Batsell Baxter - Pepperdine University

The brief but celebrated service of Batsell Baxter, founding president of George Pepperdine College, had a positive and permanent influence on the Pepperdine of today. His sixty-nine years began in 1886 in Sherman, Texas, where he helped on the family farm and later became a cub reporter for the Sherman Daily Democrat.

He earned his bachelor's degree at Nashville Bible College, now Lipscomb University, took Fay Scott as his bride, and stepped to the pulpit of the Church of Christ in Corsicana, Texas, as a young and eager preacher.

Baxter soon returned to academia, earning his master's degree in english at Baylor and serving as both professor and dean at two Texas colleges before taking the helm of Abilene Christian College at the age of thirty-three. In 1932, with the nation mired in the Great Depression, he was named president of his alma mater, David Lipscomb College.

Five years later, when Christian businessman George Pepperdine called him from Los Angeles about his new venture, Baxter agreed to take his third post as a college CEO, having met all of Mr.

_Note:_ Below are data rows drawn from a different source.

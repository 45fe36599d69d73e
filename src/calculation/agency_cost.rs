//! Agency cost calculation.
//!
//! The agency's all-in weekly cost of a provider is their gross pay plus
//! employer-side burdens plus any additional flat costs. Employer taxes apply
//! to taxable pay; workers' comp applies to regular pay only. Both are given in
//! percentage points and divided by 100 where they are applied.

use rust_decimal::Decimal;

use crate::models::{AuditStep, PayPackageInput};

use super::{GrossPayResult, saturating_sum};

/// Agency cost figures and the audit step that produced them.
#[derive(Debug, Clone)]
pub struct AgencyCostResult {
    /// Taxable pay × employer tax percentage.
    pub employer_tax_amount: Decimal,
    /// Regular pay × workers' comp percentage.
    pub workers_comp_amount: Decimal,
    /// Housing + travel + bonus + other costs.
    pub additional_costs: Decimal,
    /// All-in weekly cost.
    pub weekly_costs: Decimal,
    /// The audit step recording this calculation.
    pub audit_step: AuditStep,
}

/// Applies a percentage-points figure to a base amount.
pub(crate) fn apply_percentage(base: Decimal, percentage_points: Decimal) -> Decimal {
    base.saturating_mul(percentage_points / Decimal::ONE_HUNDRED)
}

/// Calculates the agency's weekly cost for a provider.
///
/// # Examples
///
/// ```
/// use pay_package_engine::calculation::{calculate_agency_costs, calculate_gross_pay};
/// use pay_package_engine::models::PayPackageInput;
/// use rust_decimal::Decimal;
/// use std::str::FromStr;
///
/// let input = PayPackageInput {
///     regular_pay_rate: Decimal::from(40),
///     hours_per_week: Decimal::from(36),
///     workers_comp: Decimal::from(2),
///     health_insurance: Decimal::from(350),
///     ..PayPackageInput::default()
/// };
///
/// let gross = calculate_gross_pay(&input, 13, 1);
/// let costs = calculate_agency_costs(&input, &gross, 2);
/// assert_eq!(costs.workers_comp_amount, Decimal::from_str("28.8").unwrap());
/// assert_eq!(costs.weekly_costs, Decimal::from_str("1818.8").unwrap());
/// ```
pub fn calculate_agency_costs(
    input: &PayPackageInput,
    gross: &GrossPayResult,
    step_number: u32,
) -> AgencyCostResult {
    let employer_tax_amount = apply_percentage(gross.taxable_pay, input.employer_taxes);
    let workers_comp_amount = apply_percentage(gross.regular_pay, input.workers_comp);
    let additional_costs =
        saturating_sum([input.housing, input.travel, input.bonus, input.other_costs]);

    let weekly_costs = saturating_sum([
        gross.weekly_gross,
        employer_tax_amount,
        workers_comp_amount,
        input.health_insurance,
        input.professional_liability,
        additional_costs,
    ]);

    let audit_step = AuditStep {
        step_number,
        rule_id: "agency_costs".to_string(),
        rule_name: "Agency Costs".to_string(),
        formula: "gross + taxable_pay x employer_taxes% + regular_pay x workers_comp% \
                  + health + liability + housing + travel + bonus + other"
            .to_string(),
        input: serde_json::json!({
            "weekly_gross": gross.weekly_gross.normalize().to_string(),
            "taxable_pay": gross.taxable_pay.normalize().to_string(),
            "regular_pay": gross.regular_pay.normalize().to_string(),
            "employer_taxes": input.employer_taxes.normalize().to_string(),
            "workers_comp": input.workers_comp.normalize().to_string(),
            "health_insurance": input.health_insurance.normalize().to_string(),
            "professional_liability": input.professional_liability.normalize().to_string(),
            "housing": input.housing.normalize().to_string(),
            "travel": input.travel.normalize().to_string(),
            "bonus": input.bonus.normalize().to_string(),
            "other_costs": input.other_costs.normalize().to_string()
        }),
        output: serde_json::json!({
            "employer_tax_amount": employer_tax_amount.normalize().to_string(),
            "workers_comp_amount": workers_comp_amount.normalize().to_string(),
            "additional_costs": additional_costs.normalize().to_string(),
            "weekly_costs": weekly_costs.normalize().to_string()
        }),
        reasoning: format!(
            "${} gross + ${} employer tax ({}% of ${}) + ${} workers comp ({}% of ${}) \
             + ${} insurance/liability + ${} additional = ${}",
            gross.weekly_gross.normalize(),
            employer_tax_amount.normalize(),
            input.employer_taxes.normalize(),
            gross.taxable_pay.normalize(),
            workers_comp_amount.normalize(),
            input.workers_comp.normalize(),
            gross.regular_pay.normalize(),
            input
                .health_insurance
                .saturating_add(input.professional_liability)
                .normalize(),
            additional_costs.normalize(),
            weekly_costs.normalize()
        ),
    };

    AgencyCostResult {
        employer_tax_amount,
        workers_comp_amount,
        additional_costs,
        weekly_costs,
        audit_step,
    }
}

#[cfg(test)]
mod tests {
    use super::*;
    use crate::calculation::calculate_gross_pay;
    use std::str::FromStr;

    fn dec(s: &str) -> Decimal {
        Decimal::from_str(s).unwrap()
    }

    fn reference_input() -> PayPackageInput {
        PayPackageInput {
            regular_pay_rate: dec("40"),
            hours_per_week: dec("36"),
            overtime_pay_rate: dec("60"),
            taxable_stipend: dec("250"),
            non_taxable_stipend: dec("800"),
            meals_stipend: dec("350"),
            employer_taxes: dec("7.65"),
            workers_comp: dec("2"),
            health_insurance: dec("350"),
            professional_liability: dec("100"),
            other_costs: dec("150"),
            ..PayPackageInput::default()
        }
    }

    #[test]
    fn test_reference_costs() {
        let input = reference_input();
        let gross = calculate_gross_pay(&input, 13, 1);
        let costs = calculate_agency_costs(&input, &gross, 2);

        assert_eq!(costs.employer_tax_amount, dec("129.285"));
        assert_eq!(costs.workers_comp_amount, dec("28.8"));
        assert_eq!(costs.additional_costs, dec("150"));
        assert_eq!(costs.weekly_costs, dec("3658.085"));
    }

    #[test]
    fn test_employer_tax_uses_taxable_pay_and_workers_comp_uses_regular_pay() {
        let input = PayPackageInput {
            regular_pay_rate: dec("10"),
            hours_per_week: dec("10"),
            taxable_stipend: dec("100"),
            employer_taxes: dec("10"),
            workers_comp: dec("10"),
            ..PayPackageInput::default()
        };
        let gross = calculate_gross_pay(&input, 13, 1);
        let costs = calculate_agency_costs(&input, &gross, 2);

        assert_eq!(costs.employer_tax_amount, dec("20"));
        assert_eq!(costs.workers_comp_amount, dec("10"));
    }

    #[test]
    fn test_additional_costs_are_flat() {
        let input = PayPackageInput {
            housing: dec("300"),
            travel: dec("200"),
            bonus: dec("500"),
            other_costs: dec("25.50"),
            ..PayPackageInput::default()
        };
        let gross = calculate_gross_pay(&input, 13, 1);
        let costs = calculate_agency_costs(&input, &gross, 2);

        assert_eq!(costs.additional_costs, dec("1025.50"));
        assert_eq!(costs.weekly_costs, dec("1025.50"));
    }

    #[test]
    fn test_apply_percentage_divides_by_100() {
        assert_eq!(apply_percentage(dec("1000"), dec("7.65")), dec("76.5"));
        assert_eq!(apply_percentage(dec("1000"), Decimal::ZERO), Decimal::ZERO);
    }

    #[test]
    fn test_audit_reasoning_lists_components() {
        let input = reference_input();
        let gross = calculate_gross_pay(&input, 13, 1);
        let costs = calculate_agency_costs(&input, &gross, 2);

        assert_eq!(costs.audit_step.rule_id, "agency_costs");
        assert!(costs.audit_step.reasoning.contains("$129.285 employer tax"));
        assert!(costs.audit_step.reasoning.contains("= $3658.085"));
    }
}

Pepperdine's criteria as the school's premier president. He was an experienced educator and a well-respected leader within the Church of Christ, of which Mr. Pepperdine was a lifelong member. And he rose to the academic challenge of the fledgling institution, gaining full accreditation by the Northwest Association of Schools and Colleges within the college's first seven months of operation.

Pepperdine's first students accepted him as well. The senior class named him its unanimous choice as sponsor just two months after the college opened. He also was a gracious host. "Within the next few days," reported a December 1937 issue of the campus newspaper, The Graphic, "the very spacious basement of the President's home will be fitted up as a recreation center for college students. Dr. Baxter says there will be ping-pong tables and other recreational devices installed soon so that George Pepperdine College students will have a place to work off surplus energy without going off the campus."

From the beginning, Baxter emphasized that his tenure at Pepperdine would not be lengthy, citing deteriorating health. "I was vice president of David Lipscomb College and really a department head retired from the strenuous duties of president when I was called to George Pepperdine College," he said upon tendering his resignation in March 1939, effective June 30 of that year. The following month, he traveled to Spokane to lobby for permanent membership in the Northwest Association of Colleges, earning Pepperdine full accreditation and "unqualified membership without any reservations."

After traveling to Palestine to study Bible land geography, Baxter resumed his teaching career at Harding College. Called again to serve in a leadership capacity, he filled a second term as president of David Lipscomb College from 1943 to 1946. He served his final years as chairman of the Lipscomb Bible department, and his life ended peacefully on March 4, 1956.